KeywordsCD8+NKT-like cells Antitumor effects MDSC Cytotoxicity Granzyme B
American Type Culture Collection
GFP-expressing B16 cells
- CD8+NKT-like cells
CD8-expressing natural killer T-like cells
Cytotoxic T lymphocytes
EL4 cells transfected with OVA257–264 peptide
EL4 cells transfected with both OVA257–264 peptide and GFP
Granulocyte–macrophage colony-stimulating factor
- iNKT cells
Invariant natural killer T cells
Killer cell lectin-like receptor G1
Myeloid-derived suppressor cells
NK1.1 negative cytotoxic T lymphocytes
Natural killer group 2D
- NKT cells
Natural killer T cells
β2 microglobulin deficient
Natural killer T (NKT) cells, as a population of lymphocytes bearing both T and NK cell lineage markers , have been the focus of immunological studies for decades [2, 3]. Based on their CD1d dependency and α-GalCer reactivity, NKT cells can be divided into type I (invariant NKT [iNKT] cells), type II, and NKT-like cells [1, 4]. Development of Jα18−/− mice  and CD1d tetramer  has encouraged extensive investigation of the antitumor effects by iNKT cells in both basic research and clinical trials [2, 7]. Immunologists have demonstrated that the activation of iNKT cells efficiently inhibits melanoma, thymoma, and sarcoma both in vitro and in vivo [8, 9, 10] in an interferon (IFN)-γ-dependent manner [11, 12]. An iNKT cell agonist, α-GalCer, has been recently employed in clinical practices to enhance the antitumor effects in patients with cancer [13, 14, 15]. Unlike iNKT cells, type II NKT cells are CD1d restricted but express a relatively diverse T-cell receptor (TCR) repertoire .

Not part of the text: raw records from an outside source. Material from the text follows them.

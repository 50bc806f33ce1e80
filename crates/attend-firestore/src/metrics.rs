//! Firestore request metrics.

use metrics::{counter, histogram};

/// Metric name constants.
pub mod names {
    /// Total Firestore requests by operation and status.
    pub const REQUESTS_TOTAL: &str = "attend_firestore_requests_total";

    /// Total retry attempts by operation.
    pub const RETRIES_TOTAL: &str = "attend_firestore_retries_total";

    /// Request latency in seconds by operation.
    pub const LATENCY_SECONDS: &str = "attend_firestore_latency_seconds";
}

/// Record metrics for a completed Firestore request.
pub fn record_request(operation: &str, status: u16, latency_ms: f64) {
    counter!(
        names::REQUESTS_TOTAL,
        "operation" => operation.to_string(),
        "status" => status.to_string()
    )
    .increment(1);

    histogram!(
        names::LATENCY_SECONDS,
        "operation" => operation.to_string()
    )
    .record(latency_ms / 1000.0);
}

/// Record a retry attempt.
pub fn record_retry(operation: &str) {
    counter!(
        names::RETRIES_TOTAL,
        "operation" => operation.to_string()
    )
    .increment(1);
}

#[cfg(test)]
mod tests {
    use super::*;

    #[test]
    fn test_metric_names_are_prefixed() {
        for name in [names::REQUESTS_TOTAL, names::RETRIES_TOTAL, names::LATENCY_SECONDS] {
            assert!(name.starts_with("attend_firestore_"));
        }
    }

    #[test]
    fn test_recording_without_recorder_is_noop() {
        record_request("commit", 200, 12.0);
        record_retry("commit");
    }
}
//! Engine error types.

use attend_models::{IdentityId, SessionDateError};
use thiserror::Error;

pub type EngineResult<T> = Result<T, EngineError>;

#[derive(Debug, Error)]
pub enum EngineError {
    #[error("Face detection not available: {0}")]
    Unavailable(String),

    #[error("Already running")]
    AlreadyRunning,

    #[error("Not running")]
    NotRunning,

    #[error(transparent)]
    InvalidDate(#[from] SessionDateError),

    #[error("Camera acquisition failed: {0}")]
    AcquisitionFailure(String),

    #[error("Face detection failed: {0}")]
    DetectionFailure(String),

    #[error("Presence write failed: {0}")]
    WriteFailure(String),

    #[error("Label '{label}' is ambiguous (matches: {candidates:?})")]
    MappingAmbiguity {
        label: String,
        candidates: Vec<IdentityId>,
    },

    #[error("Gallery error: {0}")]
    Gallery(String),

    #[error("Configuration error: {0}")]
    Config(String),

    #[error("Session worker panicked: {0}")]
    WorkerPanic(String),

    #[error("Media error: {0}")]
    Media(#[from] attend_media::MediaError),

    #[error("Recognition service error: {0}")]
    MlClient(#[from] attend_ml_client::MlClientError),

    #[error("Firestore error: {0}")]
    Firestore(#[from] attend_firestore::FirestoreError),

    #[error("IO error: {0}")]
    Io(#[from] std::io::Error),

    #[error("JSON error: {0}")]
    Json(#[from] serde_json::Error),
}

impl EngineError {
    pub fn unavailable(msg: impl Into<String>) -> Self {
        Self::Unavailable(msg.into())
    }

    pub fn acquisition_failure(msg: impl Into<String>) -> Self {
        Self::AcquisitionFailure(msg.into())
    }

    pub fn detection_failure(msg: impl Into<String>) -> Self {
        Self::DetectionFailure(msg.into())
    }

    pub fn write_failure(msg: impl Into<String>) -> Self {
        Self::WriteFailure(msg.into())
    }

    pub fn gallery(msg: impl Into<String>) -> Self {
        Self::Gallery(msg.into())
    }

    pub fn config(msg: impl Into<String>) -> Self {
        Self::Config(msg.into())
    }

    /// Refusals of a control request, as opposed to failures of the pipeline.
    pub fn is_precondition(&self) -> bool {
        matches!(
            self,
            Self::Unavailable(_) | Self::AlreadyRunning | Self::NotRunning | Self::InvalidDate(_)
        )
    }
}
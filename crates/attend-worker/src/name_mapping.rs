//! Resolution of raw gallery labels to canonical identity ids.
//!
//! Two layers, both keyed by the lower-cased label:
//! - overrides: a hand-maintained JSON object, authoritative
//! - auto: rebuilt from the gallery's unique labels on every load
//!
//! Anything neither layer knows falls through to direct registry matching.

use std::collections::{BTreeMap, BTreeSet, HashMap};
use std::path::Path;
use std::sync::Arc;

use attend_models::IdentityId;
use tracing::{debug, info, warn};

use crate::error::EngineError;
use crate::registry::IdentityRegistry;
use crate::similarity;

/// Minimum similarity ratio for a fuzzy match.
pub const MIN_SIMILARITY: f64 = 0.60;

/// Required lead of the best fuzzy match over the runner-up.
pub const MIN_SIMILARITY_LEAD: f64 = 0.10;

/// How a label was matched.
#[derive(Debug, Clone, Copy, PartialEq, Eq)]
pub enum MatchTier {
    Override,
    Exact,
    FirstWord,
    MultiWordPrefix,
    Similarity,
}

/// Outcome of matching one label against the registry.
#[derive(Debug, Clone, PartialEq)]
pub enum LabelMatch {
    Matched(IdentityId, MatchTier),
    /// Several identities fit equally well; needs an override
    Ambiguous(Vec<IdentityId>),
    NoMatch,
}

/// What an auto-layer build did with each gallery label.
#[derive(Debug, Clone, Default, PartialEq)]
pub struct MappingReport {
    pub mapped: BTreeMap<String, (IdentityId, MatchTier)>,
    pub ambiguous: BTreeMap<String, Vec<IdentityId>>,
    /// Labels with no identity, ambiguous ones included
    pub unresolved: Vec<String>,
}

impl MappingReport {
    pub fn is_complete(&self) -> bool {
        self.unresolved.is_empty()
    }
}

/// Label to identity mapping for one gallery load.
#[derive(Debug, Clone)]
pub struct NameMapping {
    registry: Arc<IdentityRegistry>,
    overrides: HashMap<String, IdentityId>,
    auto: HashMap<String, IdentityId>,
}

impl NameMapping {
    /// Mapping with no override or auto entries.
    pub fn new(registry: Arc<IdentityRegistry>) -> Self {
        Self {
            registry,
            overrides: HashMap::new(),
            auto: HashMap::new(),
        }
    }

    /// Overrides only, as used when there is no gallery.
    pub fn with_overrides(registry: Arc<IdentityRegistry>, overrides: HashMap<String, IdentityId>) -> Self {
        Self {
            registry,
            overrides,
            auto: HashMap::new(),
        }
    }

    /// Build the auto layer for `labels` on top of `overrides`.
    pub fn build<S: AsRef<str>>(
        registry: Arc<IdentityRegistry>,
        overrides: HashMap<String, IdentityId>,
        labels: &[S],
    ) -> (Self, MappingReport) {
        let unique: BTreeSet<&str> = labels
            .iter()
            .map(|l| l.as_ref().trim())
            .filter(|l| !l.is_empty())
            .collect();

        let mut auto = HashMap::new();
        let mut report = MappingReport::default();

        for label in unique {
            let lower = label.to_lowercase();
            if let Some(id) = overrides.get(&lower) {
                report
                    .mapped
                    .insert(label.to_string(), (id.clone(), MatchTier::Override));
                continue;
            }

            match match_label(&registry, label) {
                LabelMatch::Matched(id, tier) => {
                    info!(
                        label = %label,
                        roll_no = %id,
                        name = registry.display_name(&id).unwrap_or(id.as_str()),
                        tier = ?tier,
                        "Label auto-mapped"
                    );
                    auto.insert(lower, id.clone());
                    report.mapped.insert(label.to_string(), (id, tier));
                }
                LabelMatch::Ambiguous(candidates) => {
                    let err = EngineError::MappingAmbiguity {
                        label: label.to_string(),
                        candidates: candidates.clone(),
                    };
                    warn!(error = %err, "Add an override to the name mapping file");
                    report.ambiguous.insert(label.to_string(), candidates);
                    report.unresolved.push(label.to_string());
                }
                LabelMatch::NoMatch => {
                    warn!(label = %label, "No identity match for label; add an override to the name mapping file");
                    report.unresolved.push(label.to_string());
                }
            }
        }

        (
            Self {
                registry,
                overrides,
                auto,
            },
            report,
        )
    }

    pub fn registry(&self) -> &IdentityRegistry {
        &self.registry
    }

    pub fn override_count(&self) -> usize {
        self.overrides.len()
    }

    pub fn auto_count(&self) -> usize {
        self.auto.len()
    }

    /// Resolve a raw label to an identity.
    ///
    /// Order: override, auto, exact key, unique multi-word prefix,
    /// unique first-word prefix.
    pub fn resolve(&self, label: &str) -> Option<IdentityId> {
        let raw = label.trim();
        if raw.is_empty() {
            return None;
        }
        let lower = raw.to_lowercase();
        if let Some(id) = self.overrides.get(&lower) {
            return Some(id.clone());
        }
        if let Some(id) = self.auto.get(&lower) {
            return Some(id.clone());
        }

        let key = raw.to_uppercase();
        if let Some(id) = self.registry.lookup(&key) {
            return Some(id.clone());
        }
        if let Some(id) = unique(multi_word_prefix(&self.registry, &key)) {
            return Some(id);
        }
        if let Some(id) = unique(first_word_prefix(&self.registry, &key)) {
            return Some(id);
        }

        debug!(label = %raw, "No identity mapping for label");
        None
    }
}

/// The auto-layer cascade for one label.
///
/// Exact key, then first-word prefix, then multi-word prefix, then
/// similarity. An ambiguous first-word prefix ends the cascade so that a
/// shared first name is never settled by a fuzzy score.
pub fn match_label(registry: &IdentityRegistry, label: &str) -> LabelMatch {
    let key = label.trim().to_uppercase();
    if key.is_empty() {
        return LabelMatch::NoMatch;
    }

    if let Some(id) = registry.lookup(&key) {
        return LabelMatch::Matched(id.clone(), MatchTier::Exact);
    }

    let first = first_word_prefix(registry, &key);
    match first.len() {
        0 => {}
        1 => return LabelMatch::Matched(first[0].clone(), MatchTier::FirstWord),
        _ => return LabelMatch::Ambiguous(first),
    }

    if let Some(id) = unique(multi_word_prefix(registry, &key)) {
        return LabelMatch::Matched(id, MatchTier::MultiWordPrefix);
    }

    let mut scores: Vec<(f64, &IdentityId)> = registry
        .keys()
        .map(|(k, id)| (similarity::ratio(&key, &k.replace('.', " ")), id))
        .collect();
    scores.sort_by(|a, b| b.0.total_cmp(&a.0));
    if let Some(&(top, id)) = scores.first() {
        let runner_up = scores.get(1).map(|s| s.0).unwrap_or(0.0);
        if top >= MIN_SIMILARITY && top - runner_up >= MIN_SIMILARITY_LEAD {
            return LabelMatch::Matched(id.clone(), MatchTier::Similarity);
        }
    }

    LabelMatch::NoMatch
}

/// Read the override file. Missing or unreadable files yield no overrides.
///
/// Keys starting with `_` are comments. Keys are trimmed and lower-cased,
/// values trimmed; empty values are skipped.
pub fn load_overrides(path: impl AsRef<Path>) -> HashMap<String, IdentityId> {
    let path = path.as_ref();
    if !path.exists() {
        return HashMap::new();
    }

    let raw: HashMap<String, serde_json::Value> = match std::fs::read_to_string(path)
        .map_err(EngineError::from)
        .and_then(|s| serde_json::from_str(&s).map_err(EngineError::from))
    {
        Ok(raw) => raw,
        Err(e) => {
            warn!(path = %path.display(), error = %e, "Name mapping read error");
            return HashMap::new();
        }
    };

    let overrides: HashMap<String, IdentityId> = raw
        .into_iter()
        .filter(|(k, _)| !k.starts_with('_'))
        .filter_map(|(k, v)| {
            let value = v.as_str()?.trim();
            if value.is_empty() {
                return None;
            }
            Some((k.trim().to_lowercase(), IdentityId::from(value)))
        })
        .collect();

    if !overrides.is_empty() {
        info!(count = overrides.len(), "Loaded manual name overrides");
    }
    overrides
}

/// Distinct ids whose key, with `.` read as a space, has `key` as its first word.
fn first_word_prefix(registry: &IdentityRegistry, key: &str) -> Vec<IdentityId> {
    let mut ids: Vec<IdentityId> = Vec::new();
    for (k, id) in registry.keys() {
        let spaced = k.replace('.', " ");
        if spaced.split_whitespace().next() == Some(key) && !ids.contains(id) {
            ids.push(id.clone());
        }
    }
    ids
}

/// Distinct ids whose key starts with a label of two or more words.
fn multi_word_prefix(registry: &IdentityRegistry, key: &str) -> Vec<IdentityId> {
    let words: Vec<&str> = key.split_whitespace().collect();
    if words.len() < 2 {
        return Vec::new();
    }
    let prefix = words.join(" ");
    let mut ids: Vec<IdentityId> = Vec::new();
    for (k, id) in registry.keys() {
        if k.replace('.', " ").starts_with(&prefix) && !ids.contains(id) {
            ids.push(id.clone());
        }
    }
    ids
}

fn unique(mut ids: Vec<IdentityId>) -> Option<IdentityId> {
    if ids.len() == 1 {
        ids.pop()
    } else {
        None
    }
}
//! Presence commits to the attendance store.

use async_trait::async_trait;
use attend_firestore::{FirestoreClient, PresenceRepository};
use attend_models::{IdentityId, PresenceRecord, SessionDate};
use tracing::warn;

use crate::error::{EngineError, EngineResult};

/// Writes confirmed presence.
#[async_trait]
pub trait PresenceWriter: Send + Sync {
    /// Mark `id` present for `date`. Must be safe to repeat.
    async fn commit(&self, date: &SessionDate, id: &IdentityId, name: &str) -> EngineResult<()>;

    /// Whether commits reach a real store.
    fn is_available(&self) -> bool {
        true
    }
}

/// Firestore-backed writer.
pub struct FirestorePresenceWriter {
    repo: PresenceRepository,
    class_label: Option<String>,
}

impl FirestorePresenceWriter {
    pub fn new(client: FirestoreClient, class_label: Option<String>) -> Self {
        Self {
            repo: PresenceRepository::new(client),
            class_label,
        }
    }

    /// Connect using the Firestore environment configuration.
    pub async fn from_env(class_label: Option<String>) -> EngineResult<Self> {
        let client = FirestoreClient::from_env().await?;
        Ok(Self::new(client, class_label))
    }
}

#[async_trait]
impl PresenceWriter for FirestorePresenceWriter {
    async fn commit(&self, date: &SessionDate, id: &IdentityId, name: &str) -> EngineResult<()> {
        let record = PresenceRecord::camera(*date, id.clone(), name)
            .with_class_label(self.class_label.clone());
        self.repo
            .commit(&record)
            .await
            .map_err(|e| EngineError::write_failure(format!("{} on {}: {}", id, date, e)))
    }
}

/// Writer used when no store is configured.
#[derive(Debug, Default, Clone, Copy)]
pub struct NoopPresenceWriter;

#[async_trait]
impl PresenceWriter for NoopPresenceWriter {
    async fn commit(&self, date: &SessionDate, id: &IdentityId, _name: &str) -> EngineResult<()> {
        warn!(date = %date, roll_no = %id, "Presence store not available, skipping write");
        Ok(())
    }

    fn is_available(&self) -> bool {
        false
    }
}

#[cfg(test)]
mod tests {
    use super::*;

    #[tokio::test]
    async fn test_noop_writer_accepts_and_reports_unavailable() {
        let writer = NoopPresenceWriter;
        let date = SessionDate::parse("2026-02-20").unwrap();
        writer
            .commit(&date, &IdentityId::from("24CS071"), "HARI VIGNESH")
            .await
            .unwrap();
        assert!(!writer.is_available());
    }
}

In contrast, NKT-like cells are CD1d independent and express diverse TCR repertoire, indicative of their ability to recognize antigens in a manner similar to that of conventional T cells . NKT-like cells from β2m−/− mice exhibited high cytotoxic effects on tumor cells in vitro . NK1.1+CD8 T cells from OT-I mice performed rapid and vigorous killing of tumor cells, while the NK1.1− cytotoxic T lymphocyte (CTL) population failed to exhibit potent antitumor effects, indicative of the more efficient tumoricidal effects of CD8+NKT-like cells . Although the antitumor potential of these CD8+NKT-like cells has been proposed, a detailed understanding of the role that CD8+NKT-like cells play is insufficient.
Our previous study has suggested that CD8+NKT-like cells could efficiently kill antigen-bearing dendritic cells (DCs) . Therefore, we speculate that since CD8+NKT-like cells have a high cytotoxic capability, they may also kill tumor cells. Herein, we performed in vitro and in vivo assays to demonstrate that CD8+NKT-like cells exert cytotoxicity against tumor cells in both a NK-like and a CTL-like manner. As CD8+NKT-like cells could kill antigen-bearing DCs, we investigated whether these cells could eliminate myeloid-derived suppressor cells (MDSCs) in the tumor microenvironment. As expected, we found that CD8+NKT-like cells could also kill MDSCs in an antigen-specific manner, suggestive of an alternative antitumor mechanism of CD8+NKT-like cells. Further investigation of the mechanism underlying the effects of these cells on tumor cell and MDSC killing was carried out and their NK- and CTL-like cytotoxic capabilities were evaluated to indicate the distinct immunological features of CD8+NKT-like cells.
Materials and methods
Cell lines and reagents
Murine Yac-1, B16-F10, EL4 cells as well as ovalbumin (OVA)257–264 peptide-expressing EL4-OVA8 cells and GFP-expressing B16-GFP and EL4-OVA8-GFP cells were cultured in RPMI-1640 medium (Gibco, MA, USA) supplemented with 10% FCS (Gibco, MA USA). Recombinant mouse cytokines, including granulocyte–macrophage colony-stimulating factor (GM-CSF), interleukin (IL)-2, IL-4, IL-6, IL-7, and IL-15, were obtained from PeproTech (NJ, USA). The fluorescent dyes used for cell staining were 5-chloromethylfluorescein diacetate (CMFDA), Hoechst 33,342, and 7-aminoactinomycin D (7-AAD; Life Technologies, MA, USA).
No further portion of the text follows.